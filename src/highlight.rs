//! Search highlight markup.
//!
//! The search backend returns a copy of the message text with matches wrapped
//! in `<span class='highlight'>...</span>`. It does not return offsets, so the
//! boundaries are recovered by scanning for the delimiters.

use crate::model::OffsetUnit;
use tracing::trace;

pub const HIGHLIGHT_OPEN: &str = "<span class='highlight'>";
pub const HIGHLIGHT_CLOSE: &str = "</span>";

/// A delimiter and the position in the stripped text it belongs before.
#[derive(Debug, Clone, Copy, PartialEq, Eq)]
pub struct Boundary {
    pub index: usize,
    pub delimiter: &'static str,
}

/// Recovers highlight boundaries from search markup.
///
/// Each delimiter is removed from the working copy as soon as it is found and
/// the scan restarts from the start, so every `index` is measured against the
/// text with all earlier delimiters already stripped. Removing a delimiter can
/// join its neighbours into a new one; the rescan picks that up as well.
///
/// Boundaries are returned in scan order. Unterminated or malformed delimiter
/// text is left alone.
pub fn boundaries(markup: &str, unit: OffsetUnit) -> Vec<Boundary> {
    let mut working = markup.to_string();
    let mut out = Vec::new();

    while let Some((byte, delimiter)) = next_delimiter(&working) {
        let index = unit.count(&working[..byte]);
        trace!(index, delimiter, "highlight boundary");
        out.push(Boundary { index, delimiter });
        working.replace_range(byte..byte + delimiter.len(), "");
    }

    out
}

/// A run of highlight markup text, either inside a match or between matches.
#[derive(Debug, Clone, Copy, PartialEq, Eq)]
pub struct Segment<'a> {
    pub text: &'a str,
    pub highlighted: bool,
}

/// Splits highlight markup on both delimiters.
///
/// Parts alternate plain / highlighted starting with plain; empty parts are
/// dropped. Nested highlights are not supported.
pub fn split_highlights(markup: &str) -> Vec<Segment<'_>> {
    let mut parts = Vec::new();
    let mut rest = markup;
    while let Some((byte, delimiter)) = next_delimiter(rest) {
        parts.push(&rest[..byte]);
        rest = &rest[byte + delimiter.len()..];
    }
    parts.push(rest);

    parts
        .into_iter()
        .enumerate()
        .filter(|(_, part)| !part.is_empty())
        .map(|(i, text)| Segment {
            text,
            highlighted: i % 2 == 1,
        })
        .collect()
}

/// The earliest delimiter in `s` and its byte offset.
fn next_delimiter(s: &str) -> Option<(usize, &'static str)> {
    [HIGHLIGHT_OPEN, HIGHLIGHT_CLOSE]
        .into_iter()
        .filter_map(|delimiter| s.find(delimiter).map(|byte| (byte, delimiter)))
        .min_by_key(|&(byte, _)| byte)
}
● ● ●
_YOUR TASK_. The answer must be a single number: the count of lines above that contain the word "highlighted".

_RESULT OF THE EXERCISE_. 3